Italian retail clothing company

Alternative Diesel logo used 2006–2010 and 2015–2020

Diesel S.p.A. is a retail brand headquartered in Breganze, Italy known for luxury denim which also vends clothing, footwear, and accessories. It is part of OTB Group.

Belgian designer Glenn Martens was appointed artistic director of Diesel in October 2020.

==History==
===Beginnings===
Diesel founder Renzo Rosso began stitching jeans on a sewing machine at the age of fifteen. He used his mother's sewing machine to produce low-riding, bell bottomed jeans, which he would wear himself and sell to his friends for 3,500 lire a piece. He later attended an industrial textile manufacturing high school in Padua.

In 1976, Rosso began working for a clothing manufacturer called Moltex, which was owned by Adriano Goldschmied. After working with the company for two years, he used a loan from his father to buy a 40% holding in the company, which changed its name to Diesel, and marketed jeans under the Diesel brand and many others. Rosso bought out Goldschmied's interest in the Diesel brand name in 1985 for US$500,000, becoming the sole owner of the company. Rosso has said that he learned marketing from the US, creativity from Italy, and systems from Germany.

===1990s===
During the first part of the 1990s, Rosso pioneered Diesel into the fashion world and set the grounds for its establishment in global markets. In 1990, Russ Togs, Inc. received the license to market and distribute Diesel lines in the United States and Mexico. By 1991, Russ Togs was going out of business, and sold Diesel Sportswear to Rosso upon ending the licensing deal. As a result of Russ Togs collapse, the creation of made in the USA Diesel products never came to fruition, and Diesel instead placed its made-in-Italy jeans and clothing in US stores.

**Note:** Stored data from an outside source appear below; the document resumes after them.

#[async_trait]
impl TransportTransaction for PgTransaction {
    async fn open(&mut self, request: &OpenRequest) -> TransportResult<EndpointHandle> {
        let queue_name = self.service_queue(&request.from_service).await?;
        self.service_queue(&request.to_service).await?;

        let handle = EndpointHandle::new();
        let lifetime_ms = request
            .lifetime
            .as_duration()
            .map(|d| i64::try_from(d.as_millis()).unwrap_or(i64::MAX));
        sqlx::query(
            "INSERT INTO tasker_endpoints
                 (handle, session_id, role, state, service_name, far_service,
                  queue_name, contract, encryption, expires_at)
             VALUES ($1, $2, 'initiator', 'created', $3, $4, $5, $6, $7,
                     clock_timestamp() + ($8::bigint * interval '1 millisecond'))",
        )
        .bind(handle.as_uuid())
        .bind(SessionId::new().as_uuid())
        .bind(&request.from_service)
        .bind(&request.to_service)
        .bind(&queue_name)
        .bind(&request.contract)
        .bind(request.encryption)
        .bind(lifetime_ms)
        .execute(self.conn()?)
        .await?;
        Ok(handle)
    }

    async fn send(
        &mut self,
        handle: EndpointHandle,
        message_type: &str,
        body: &[u8],
    ) -> TransportResult<()> {
        self.conn()?;
        if message_type.is_empty() || message_type.len() > limits::MAX_TYPE_TAG_LENGTH {
            return Err(TransportError::invalid_message_type(
                message_type,
                "message type must be 1..=128 characters",
            ));
        }
        if body.len() > self.max_body_bytes {
            return Err(TransportError::MessageTooLarge {
                size_bytes: body.len(),
                limit_bytes: self.max_body_bytes,
            });
        }

        let local = self
            .fetch_endpoint(handle, "FOR SHARE")
            .await?
            .ok_or_else(|| TransportError::endpoint_not_found(handle))?;
        if !local.state.can_send() {
            return Err(TransportError::dialog_closed(handle, local.state));
        }

        let (target_handle, target_queue) = match local.peer_handle {
            Some(peer_handle) => {
                let peer = self
                    .fetch_endpoint(peer_handle, "FOR SHARE")
                    .await?
                    .ok_or_else(|| TransportError::dialog_closed(handle, EndpointState::Reclaimed))?;
                if !peer.state.can_send() {
                    return Err(TransportError::dialog_closed(handle, peer.state));
                }
                (peer_handle, peer.queue_name)
            }
            None => {
                // First send: the target endpoint comes into existence
                let queue_name = self.service_queue(&local.far_service).await?;
                let peer_handle = EndpointHandle::new();
                sqlx::query(
                    "INSERT INTO tasker_endpoints
                         (handle, session_id, role, state, service_name, far_service,
                          queue_name, contract, encryption, peer_handle)
                     SELECT $1, session_id, 'target', 'active', far_service, service_name,
                            $2, contract, encryption, handle
                     FROM tasker_endpoints WHERE handle = $3",
                )
                .bind(peer_handle.as_uuid())
                .bind(&queue_name)
                .bind(handle.as_uuid())
                .execute(self.conn()?)
                .await?;
                sqlx::query(
                    "UPDATE tasker_endpoints SET state = 'active', peer_handle = $2
                     WHERE handle = $1",
                )
                .bind(handle.as_uuid())
                .bind(peer_handle.as_uuid())
                .execute(self.conn()?)
                .await?;
                (peer_handle, queue_name)
            }
        };

        let conn = self.conn()?;
        insert_message(conn, target_handle.as_uuid(), &target_queue, message_type, body).await
    }

    async fn receive(
        &mut self,
        queue_name: &str,
        wait: Duration,
    ) -> TransportResult<Option<ReceivedMessage>> {
        let deadline = Instant::now() + wait;
        loop {
            if let Some(message) = self.try_receive(queue_name).await? {
                return Ok(Some(message));
            }
            let now = Instant::now();
            if now >= deadline {
                return Ok(None);
            }
            tokio::time::sleep(self.poll_interval.min(deadline - now)).await;
        }
    }

    async fn pending_messages(&mut self, handle: EndpointHandle) -> TransportResult<u64> {
        let count: i64 = sqlx::query_scalar("SELECT count(*) FROM tasker_messages WHERE handle = $1")
            .bind(handle.as_uuid())
            .fetch_one(self.conn()?)
            .await?;
        Ok(count as u64)
    }

    async fn close(&mut self, handle: EndpointHandle, mode: CloseMode) -> TransportResult<()> {
        match mode {
            CloseMode::Forced => {
                // Messages go with the endpoint (ON DELETE CASCADE)
                delete_endpoint(self.conn()?, handle.as_uuid()).await?;
                Ok(())
            }
            CloseMode::Graceful => {
                let Some(local) = self.fetch_endpoint(handle, "FOR UPDATE").await? else {
                    return Ok(());
                };
                if local.state == EndpointState::Ending {
                    return Ok(());
                }
                let peer = match local.peer_handle {
                    Some(peer_handle) => self.fetch_endpoint(peer_handle, "FOR SHARE").await?,
                    None => None,
                };

                match peer {
                    Some(peer) if peer.state.can_send() => {
                        let grace_ms =
                            i64::try_from(limits::RECLAIM_GRACE_PERIOD.as_millis()).unwrap_or(i64::MAX);
                        sqlx::query(
                            "UPDATE tasker_endpoints
                             SET state = 'ending',
                                 reclaim_at = clock_timestamp() + ($2::bigint * interval '1 millisecond')
                             WHERE handle = $1",
                        )
                        .bind(handle.as_uuid())
                        .bind(grace_ms)
                        .execute(self.conn()?)
                        .await?;
                        let conn = self.conn()?;
                        insert_message(
                            conn,
                            peer.handle.as_uuid(),
                            &peer.queue_name,
                            message_types::END_DIALOG,
                            &[],
                        )
                        .await
                    }
                    Some(peer) => {
                        // Peer already ended its side: both ends are released
                        sqlx::query("DELETE FROM tasker_endpoints WHERE handle = ANY($1)")
                            .bind(vec![handle.as_uuid(), peer.handle.as_uuid()])
                            .execute(self.conn()?)
                            .await?;
                        Ok(())
                    }
                    None => {
                        delete_endpoint(self.conn()?, handle.as_uuid()).await?;
                        Ok(())
                    }
                }
            }
        }
    }

    async fn endpoint_info(
        &mut self,
        handle: EndpointHandle,
    ) -> TransportResult<Option<EndpointInfo>> {
        self.fetch_endpoint(handle, "").await
    }

    async fn resolve_peer_handle(
        &mut self,
        session_id: SessionId,
        local: EndpointHandle,
    ) -> TransportResult<Option<EndpointHandle>> {
        let peer: Option<Uuid> = sqlx::query_scalar(
            "SELECT handle FROM tasker_endpoints WHERE session_id = $1 AND handle <> $2 LIMIT 1",
        )
        .bind(session_id.as_uuid())
        .bind(local.as_uuid())
        .fetch_optional(self.conn()?)
        .await?;
        Ok(peer.map(EndpointHandle::from))
    }

    async fn list_endpoints(
        &mut self,
        created_before: DateTime<Utc>,
        limit: usize,
    ) -> TransportResult<Vec<EndpointInfo>> {
        let sql = format!(
            "SELECT {ENDPOINT_COLUMNS} FROM tasker_endpoints
             WHERE created_at <= $1
             ORDER BY created_at, handle
             LIMIT $2"
        );
        let rows = sqlx::query(&sql)
            .bind(created_before)
            .bind(i64::try_from(limit).unwrap_or(i64::MAX))
            .fetch_all(self.conn()?)
            .await?;
        rows.iter().map(endpoint_from_row).collect()
    }

    async fn current_time(&mut self) -> TransportResult<DateTime<Utc>> {
        let now: DateTime<Utc> = sqlx::query_scalar("SELECT clock_timestamp()")
            .fetch_one(self.conn()?)
            .await?;
        Ok(now)
    }

    async fn commit(&mut self) -> TransportResult<()> {
        let tx = self.tx.take().ok_or(TransportError::TransactionFinished)?;
        tx.commit().await?;
        self.locked_rows.clear();
        trace!("PG_BROKER: Transaction committed");
        Ok(())
    }

    async fn rollback(&mut self) -> TransportResult<()> {
        let tx = self.tx.take().ok_or(TransportError::TransactionFinished)?;
        tx.rollback().await?;
        self.locked_rows.clear();
        trace!("PG_BROKER: Transaction rolled back");
        Ok(())
    }
}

In 1991, the company launched its first international marketing effort with the highly successful 'Guides for Successful Living' campaign series. The campaign won a Grand Prix at the Cannes Lions International Advertising Festival, the world's leading awards in advertising, in 1992. In the same year, Diesel also became the title sponsor for the World Superbike racing circuit. Diesel continued to ignore common marketing rules and began to establish itself as a major brand in the global fashion market. This was a result of Rosso's ambition to always break new grounds and his aspiration to work with most creative agencies and photographers around, including Pierre Winther, David LaChapelle, Terry Richardson, Ellen von Unwerth, Rankin, and Erwin Olaf.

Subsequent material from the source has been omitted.